▸ TASK DIRECTIONS
Report how many lines in the records carry the string "byte", and give no further text.

Stored dataset items
------------------------------------------------------------
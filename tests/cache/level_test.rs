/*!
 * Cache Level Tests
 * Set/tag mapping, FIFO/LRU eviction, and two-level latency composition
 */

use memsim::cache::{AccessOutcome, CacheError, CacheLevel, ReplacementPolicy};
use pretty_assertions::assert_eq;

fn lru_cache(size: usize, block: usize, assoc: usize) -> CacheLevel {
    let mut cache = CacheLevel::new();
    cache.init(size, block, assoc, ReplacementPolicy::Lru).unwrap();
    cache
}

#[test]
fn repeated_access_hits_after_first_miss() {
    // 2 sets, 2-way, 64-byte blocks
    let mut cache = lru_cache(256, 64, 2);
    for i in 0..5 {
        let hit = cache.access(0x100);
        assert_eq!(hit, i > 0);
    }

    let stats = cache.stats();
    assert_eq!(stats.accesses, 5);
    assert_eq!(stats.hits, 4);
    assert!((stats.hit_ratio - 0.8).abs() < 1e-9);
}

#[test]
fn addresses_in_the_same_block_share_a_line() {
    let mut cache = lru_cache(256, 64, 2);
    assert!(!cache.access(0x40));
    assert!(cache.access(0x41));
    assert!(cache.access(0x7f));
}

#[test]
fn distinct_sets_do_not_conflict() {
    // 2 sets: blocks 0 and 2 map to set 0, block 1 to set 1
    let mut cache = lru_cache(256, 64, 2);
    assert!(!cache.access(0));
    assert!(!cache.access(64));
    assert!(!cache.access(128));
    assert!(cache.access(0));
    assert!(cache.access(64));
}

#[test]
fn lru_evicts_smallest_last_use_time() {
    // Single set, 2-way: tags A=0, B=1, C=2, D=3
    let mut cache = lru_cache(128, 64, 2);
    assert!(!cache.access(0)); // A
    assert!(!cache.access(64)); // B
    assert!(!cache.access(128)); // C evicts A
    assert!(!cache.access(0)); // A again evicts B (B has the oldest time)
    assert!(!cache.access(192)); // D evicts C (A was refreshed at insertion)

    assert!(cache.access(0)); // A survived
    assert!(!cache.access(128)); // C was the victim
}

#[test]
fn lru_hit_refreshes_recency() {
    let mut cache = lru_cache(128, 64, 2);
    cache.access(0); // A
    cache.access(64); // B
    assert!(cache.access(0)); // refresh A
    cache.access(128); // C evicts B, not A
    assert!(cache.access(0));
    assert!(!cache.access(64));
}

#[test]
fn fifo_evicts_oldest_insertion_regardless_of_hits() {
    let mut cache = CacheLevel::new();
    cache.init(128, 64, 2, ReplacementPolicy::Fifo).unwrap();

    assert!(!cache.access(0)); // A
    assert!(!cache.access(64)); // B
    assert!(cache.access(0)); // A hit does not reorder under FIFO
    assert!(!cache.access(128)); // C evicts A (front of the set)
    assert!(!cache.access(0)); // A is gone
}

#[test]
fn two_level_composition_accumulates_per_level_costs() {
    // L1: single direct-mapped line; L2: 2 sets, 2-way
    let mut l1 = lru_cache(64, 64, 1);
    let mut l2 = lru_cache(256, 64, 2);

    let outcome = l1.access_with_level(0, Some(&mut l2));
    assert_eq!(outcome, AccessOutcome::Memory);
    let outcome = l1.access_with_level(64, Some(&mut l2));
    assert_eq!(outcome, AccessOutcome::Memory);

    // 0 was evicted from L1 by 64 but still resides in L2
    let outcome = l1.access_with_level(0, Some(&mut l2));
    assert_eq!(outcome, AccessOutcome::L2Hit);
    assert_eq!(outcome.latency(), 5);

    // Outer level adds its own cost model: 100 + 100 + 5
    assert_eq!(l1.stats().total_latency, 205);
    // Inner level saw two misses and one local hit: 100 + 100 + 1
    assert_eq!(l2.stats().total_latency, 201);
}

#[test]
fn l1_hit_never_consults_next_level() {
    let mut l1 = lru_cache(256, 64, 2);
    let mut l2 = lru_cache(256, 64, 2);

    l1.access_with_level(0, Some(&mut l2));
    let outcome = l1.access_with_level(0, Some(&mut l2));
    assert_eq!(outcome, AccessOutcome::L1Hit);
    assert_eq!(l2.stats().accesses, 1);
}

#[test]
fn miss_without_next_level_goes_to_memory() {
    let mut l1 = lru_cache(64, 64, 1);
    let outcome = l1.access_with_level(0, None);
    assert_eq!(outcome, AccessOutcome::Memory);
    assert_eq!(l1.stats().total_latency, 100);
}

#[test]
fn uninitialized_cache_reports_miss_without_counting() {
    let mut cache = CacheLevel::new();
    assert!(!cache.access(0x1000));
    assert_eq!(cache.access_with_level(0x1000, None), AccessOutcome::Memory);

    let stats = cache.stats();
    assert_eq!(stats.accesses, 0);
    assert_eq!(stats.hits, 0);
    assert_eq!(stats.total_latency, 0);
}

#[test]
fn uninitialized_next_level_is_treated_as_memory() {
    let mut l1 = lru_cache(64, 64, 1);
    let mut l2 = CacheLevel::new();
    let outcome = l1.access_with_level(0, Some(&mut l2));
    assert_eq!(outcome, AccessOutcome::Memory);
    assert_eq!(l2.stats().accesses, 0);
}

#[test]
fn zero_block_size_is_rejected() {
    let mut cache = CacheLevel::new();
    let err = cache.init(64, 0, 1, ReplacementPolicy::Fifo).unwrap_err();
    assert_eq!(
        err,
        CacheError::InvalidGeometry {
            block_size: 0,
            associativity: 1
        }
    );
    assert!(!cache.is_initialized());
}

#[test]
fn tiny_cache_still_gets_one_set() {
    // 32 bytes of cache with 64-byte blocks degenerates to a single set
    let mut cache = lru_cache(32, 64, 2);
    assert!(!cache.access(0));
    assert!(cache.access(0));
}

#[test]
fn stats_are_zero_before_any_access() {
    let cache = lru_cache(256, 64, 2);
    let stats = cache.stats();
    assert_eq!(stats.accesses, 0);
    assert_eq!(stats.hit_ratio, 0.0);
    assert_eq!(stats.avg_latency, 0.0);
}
------------------------------------------------------------
▸ SOLVED PROBLEM
2